Stored dataset items:
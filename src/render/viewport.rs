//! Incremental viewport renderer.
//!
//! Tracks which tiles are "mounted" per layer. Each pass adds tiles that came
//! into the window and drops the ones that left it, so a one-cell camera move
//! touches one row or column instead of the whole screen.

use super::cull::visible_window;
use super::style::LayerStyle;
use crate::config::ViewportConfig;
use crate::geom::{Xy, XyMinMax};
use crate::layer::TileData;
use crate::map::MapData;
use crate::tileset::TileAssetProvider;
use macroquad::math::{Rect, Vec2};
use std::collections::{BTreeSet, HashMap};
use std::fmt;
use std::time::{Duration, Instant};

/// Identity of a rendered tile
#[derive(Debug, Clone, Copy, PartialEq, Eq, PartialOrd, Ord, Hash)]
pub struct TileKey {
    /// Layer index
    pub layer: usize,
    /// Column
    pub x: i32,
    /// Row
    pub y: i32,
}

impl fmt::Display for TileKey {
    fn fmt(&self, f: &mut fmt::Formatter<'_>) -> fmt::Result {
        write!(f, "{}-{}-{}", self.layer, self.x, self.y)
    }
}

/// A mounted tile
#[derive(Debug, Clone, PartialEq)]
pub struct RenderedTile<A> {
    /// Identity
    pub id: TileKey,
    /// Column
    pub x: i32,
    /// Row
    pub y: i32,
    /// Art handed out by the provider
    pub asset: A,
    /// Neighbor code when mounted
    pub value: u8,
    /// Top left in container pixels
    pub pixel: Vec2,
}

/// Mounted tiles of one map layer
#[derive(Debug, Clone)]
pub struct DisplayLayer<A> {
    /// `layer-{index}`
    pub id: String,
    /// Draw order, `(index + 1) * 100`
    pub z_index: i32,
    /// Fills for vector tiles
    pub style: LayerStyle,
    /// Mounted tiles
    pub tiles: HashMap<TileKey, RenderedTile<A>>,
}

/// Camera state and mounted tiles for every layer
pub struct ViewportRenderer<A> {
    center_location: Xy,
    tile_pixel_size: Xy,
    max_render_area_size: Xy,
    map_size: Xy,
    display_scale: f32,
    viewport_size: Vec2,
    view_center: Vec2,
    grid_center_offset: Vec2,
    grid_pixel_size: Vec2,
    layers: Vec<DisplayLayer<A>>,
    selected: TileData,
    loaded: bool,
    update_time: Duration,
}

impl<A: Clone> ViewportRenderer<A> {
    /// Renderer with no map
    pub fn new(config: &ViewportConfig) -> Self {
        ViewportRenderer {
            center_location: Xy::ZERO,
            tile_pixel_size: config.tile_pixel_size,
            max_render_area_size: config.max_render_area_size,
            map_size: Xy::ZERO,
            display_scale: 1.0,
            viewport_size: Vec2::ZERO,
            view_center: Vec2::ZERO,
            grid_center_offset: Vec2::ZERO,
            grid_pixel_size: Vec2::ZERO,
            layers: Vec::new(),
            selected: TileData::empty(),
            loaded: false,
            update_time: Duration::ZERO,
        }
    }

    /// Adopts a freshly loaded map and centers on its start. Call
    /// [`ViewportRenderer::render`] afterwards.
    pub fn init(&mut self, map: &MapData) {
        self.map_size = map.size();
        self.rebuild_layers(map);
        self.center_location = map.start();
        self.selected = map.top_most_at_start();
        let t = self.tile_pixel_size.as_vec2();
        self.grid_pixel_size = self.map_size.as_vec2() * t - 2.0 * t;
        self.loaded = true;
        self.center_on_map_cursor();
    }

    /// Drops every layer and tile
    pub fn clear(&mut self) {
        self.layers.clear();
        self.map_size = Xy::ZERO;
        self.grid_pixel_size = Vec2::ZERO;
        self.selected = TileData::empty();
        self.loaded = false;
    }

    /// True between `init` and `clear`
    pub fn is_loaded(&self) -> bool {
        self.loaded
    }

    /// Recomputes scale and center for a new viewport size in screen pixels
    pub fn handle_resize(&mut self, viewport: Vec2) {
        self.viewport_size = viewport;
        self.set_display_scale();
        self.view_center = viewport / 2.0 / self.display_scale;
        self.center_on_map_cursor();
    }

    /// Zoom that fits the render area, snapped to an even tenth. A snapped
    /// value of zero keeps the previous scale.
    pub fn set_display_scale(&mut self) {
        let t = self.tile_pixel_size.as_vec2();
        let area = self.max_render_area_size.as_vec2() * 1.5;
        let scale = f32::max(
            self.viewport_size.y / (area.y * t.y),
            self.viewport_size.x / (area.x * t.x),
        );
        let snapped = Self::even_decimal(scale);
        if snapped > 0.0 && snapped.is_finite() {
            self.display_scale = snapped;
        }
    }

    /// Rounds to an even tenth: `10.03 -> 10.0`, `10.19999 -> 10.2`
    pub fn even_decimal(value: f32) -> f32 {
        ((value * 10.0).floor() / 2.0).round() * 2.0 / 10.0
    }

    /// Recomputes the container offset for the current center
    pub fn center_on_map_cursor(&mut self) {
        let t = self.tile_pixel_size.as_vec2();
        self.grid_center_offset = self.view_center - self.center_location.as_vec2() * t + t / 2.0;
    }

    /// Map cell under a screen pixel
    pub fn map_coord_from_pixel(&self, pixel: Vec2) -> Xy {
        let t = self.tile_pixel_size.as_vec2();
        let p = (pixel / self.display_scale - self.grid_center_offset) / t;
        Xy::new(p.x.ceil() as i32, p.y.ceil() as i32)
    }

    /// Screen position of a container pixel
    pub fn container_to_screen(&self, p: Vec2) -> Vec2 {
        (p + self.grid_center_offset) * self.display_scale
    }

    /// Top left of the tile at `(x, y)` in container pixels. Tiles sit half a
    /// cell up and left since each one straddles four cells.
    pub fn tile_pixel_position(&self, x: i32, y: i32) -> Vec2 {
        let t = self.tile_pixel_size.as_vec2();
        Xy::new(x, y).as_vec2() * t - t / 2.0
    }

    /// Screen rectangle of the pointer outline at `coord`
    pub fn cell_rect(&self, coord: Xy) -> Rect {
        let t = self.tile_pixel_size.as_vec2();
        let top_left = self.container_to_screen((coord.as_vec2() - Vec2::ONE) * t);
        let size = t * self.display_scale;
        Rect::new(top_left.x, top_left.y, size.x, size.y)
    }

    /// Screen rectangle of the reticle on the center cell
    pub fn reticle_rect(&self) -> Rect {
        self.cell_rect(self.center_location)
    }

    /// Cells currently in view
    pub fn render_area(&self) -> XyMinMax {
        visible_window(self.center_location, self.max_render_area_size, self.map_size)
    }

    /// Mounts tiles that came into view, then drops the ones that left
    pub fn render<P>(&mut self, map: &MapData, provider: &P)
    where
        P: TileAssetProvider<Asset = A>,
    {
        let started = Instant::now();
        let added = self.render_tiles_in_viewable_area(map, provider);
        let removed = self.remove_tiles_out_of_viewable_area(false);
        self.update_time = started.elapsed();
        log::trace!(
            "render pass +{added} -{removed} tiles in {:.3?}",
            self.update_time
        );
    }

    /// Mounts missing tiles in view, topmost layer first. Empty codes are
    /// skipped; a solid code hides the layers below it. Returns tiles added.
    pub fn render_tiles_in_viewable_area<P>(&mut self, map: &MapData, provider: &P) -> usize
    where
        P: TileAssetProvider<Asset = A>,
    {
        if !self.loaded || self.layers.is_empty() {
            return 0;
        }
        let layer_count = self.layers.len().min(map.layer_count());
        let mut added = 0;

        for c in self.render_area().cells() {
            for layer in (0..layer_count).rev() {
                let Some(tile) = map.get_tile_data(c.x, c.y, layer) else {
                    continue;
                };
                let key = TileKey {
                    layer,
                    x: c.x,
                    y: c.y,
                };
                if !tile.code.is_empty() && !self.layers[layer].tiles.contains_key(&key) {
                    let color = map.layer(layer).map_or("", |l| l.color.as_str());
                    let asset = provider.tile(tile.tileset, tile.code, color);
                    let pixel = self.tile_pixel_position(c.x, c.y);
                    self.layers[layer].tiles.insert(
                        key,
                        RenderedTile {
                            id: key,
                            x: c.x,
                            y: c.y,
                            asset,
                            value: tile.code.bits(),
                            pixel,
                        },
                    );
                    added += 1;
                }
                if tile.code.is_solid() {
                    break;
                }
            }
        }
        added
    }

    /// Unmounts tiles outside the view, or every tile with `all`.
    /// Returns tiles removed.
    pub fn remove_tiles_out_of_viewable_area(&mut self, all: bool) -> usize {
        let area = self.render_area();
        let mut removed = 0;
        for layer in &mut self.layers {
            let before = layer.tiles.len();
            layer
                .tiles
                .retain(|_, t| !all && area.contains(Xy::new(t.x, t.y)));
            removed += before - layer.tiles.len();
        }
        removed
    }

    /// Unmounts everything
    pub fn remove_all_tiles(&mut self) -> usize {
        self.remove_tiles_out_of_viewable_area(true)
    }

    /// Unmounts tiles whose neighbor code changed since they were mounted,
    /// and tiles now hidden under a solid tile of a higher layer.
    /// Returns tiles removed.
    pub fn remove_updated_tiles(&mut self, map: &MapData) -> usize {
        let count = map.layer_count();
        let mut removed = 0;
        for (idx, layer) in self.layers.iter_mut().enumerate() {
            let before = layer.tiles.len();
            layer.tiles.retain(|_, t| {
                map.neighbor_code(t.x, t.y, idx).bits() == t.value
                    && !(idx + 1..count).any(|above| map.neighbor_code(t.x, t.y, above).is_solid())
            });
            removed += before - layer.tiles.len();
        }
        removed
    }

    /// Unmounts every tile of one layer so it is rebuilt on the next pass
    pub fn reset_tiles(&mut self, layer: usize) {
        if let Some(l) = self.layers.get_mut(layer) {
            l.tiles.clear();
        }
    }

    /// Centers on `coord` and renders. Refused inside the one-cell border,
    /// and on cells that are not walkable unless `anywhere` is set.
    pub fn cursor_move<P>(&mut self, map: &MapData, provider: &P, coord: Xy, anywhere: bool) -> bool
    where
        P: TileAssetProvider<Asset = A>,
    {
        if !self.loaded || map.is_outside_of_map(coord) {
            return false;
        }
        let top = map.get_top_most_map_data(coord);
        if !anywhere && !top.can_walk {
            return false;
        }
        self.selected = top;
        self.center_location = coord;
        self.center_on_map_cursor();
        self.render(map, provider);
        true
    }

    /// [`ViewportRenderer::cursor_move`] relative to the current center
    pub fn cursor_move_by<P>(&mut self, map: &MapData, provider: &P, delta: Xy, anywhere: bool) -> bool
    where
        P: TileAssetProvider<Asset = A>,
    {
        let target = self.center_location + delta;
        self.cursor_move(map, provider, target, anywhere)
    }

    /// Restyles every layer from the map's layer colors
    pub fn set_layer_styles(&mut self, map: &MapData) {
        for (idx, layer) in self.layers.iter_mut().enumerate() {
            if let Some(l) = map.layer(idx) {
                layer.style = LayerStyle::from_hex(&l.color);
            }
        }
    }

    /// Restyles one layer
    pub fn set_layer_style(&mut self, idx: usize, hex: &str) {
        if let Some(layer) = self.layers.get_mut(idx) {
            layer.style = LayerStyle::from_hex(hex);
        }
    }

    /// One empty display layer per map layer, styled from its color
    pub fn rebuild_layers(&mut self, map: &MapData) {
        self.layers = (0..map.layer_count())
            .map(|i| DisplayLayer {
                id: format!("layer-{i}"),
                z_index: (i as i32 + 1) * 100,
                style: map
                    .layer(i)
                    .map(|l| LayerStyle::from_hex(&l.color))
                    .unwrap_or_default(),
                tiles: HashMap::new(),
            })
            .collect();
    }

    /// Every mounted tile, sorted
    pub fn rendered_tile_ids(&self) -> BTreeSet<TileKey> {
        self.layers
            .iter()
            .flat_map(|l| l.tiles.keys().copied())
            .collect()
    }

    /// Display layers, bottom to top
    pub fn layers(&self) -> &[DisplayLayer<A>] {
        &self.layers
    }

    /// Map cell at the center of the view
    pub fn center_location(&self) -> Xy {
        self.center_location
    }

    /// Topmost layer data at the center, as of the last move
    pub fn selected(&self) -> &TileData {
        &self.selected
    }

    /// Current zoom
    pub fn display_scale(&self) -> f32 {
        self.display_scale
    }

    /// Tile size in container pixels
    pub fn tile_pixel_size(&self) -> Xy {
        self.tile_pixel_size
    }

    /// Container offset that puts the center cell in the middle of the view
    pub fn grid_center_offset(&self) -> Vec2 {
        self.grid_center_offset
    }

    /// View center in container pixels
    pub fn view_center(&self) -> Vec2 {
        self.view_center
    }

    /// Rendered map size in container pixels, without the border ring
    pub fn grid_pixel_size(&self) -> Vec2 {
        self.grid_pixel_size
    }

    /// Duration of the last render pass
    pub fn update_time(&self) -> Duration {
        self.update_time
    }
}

Problem details: Give the exact lines, and only those, from the line containing "layer.style = LayerStyle::from_hex(hex);" through the line containing "mounted tile, sorted" in the entries above.

Output for this task:
            layer.style = LayerStyle::from_hex(hex);
        }
    }

    /// One empty display layer per map layer, styled from its color
    pub fn rebuild_layers(&mut self, map: &MapData) {
        self.layers = (0..map.layer_count())
            .map(|i| DisplayLayer {
                id: format!("layer-{i}"),
                z_index: (i as i32 + 1) * 100,
                style: map
                    .layer(i)
                    .map(|l| LayerStyle::from_hex(&l.color))
                    .unwrap_or_default(),
                tiles: HashMap::new(),
            })
            .collect();
    }

    /// Every mounted tile, sorted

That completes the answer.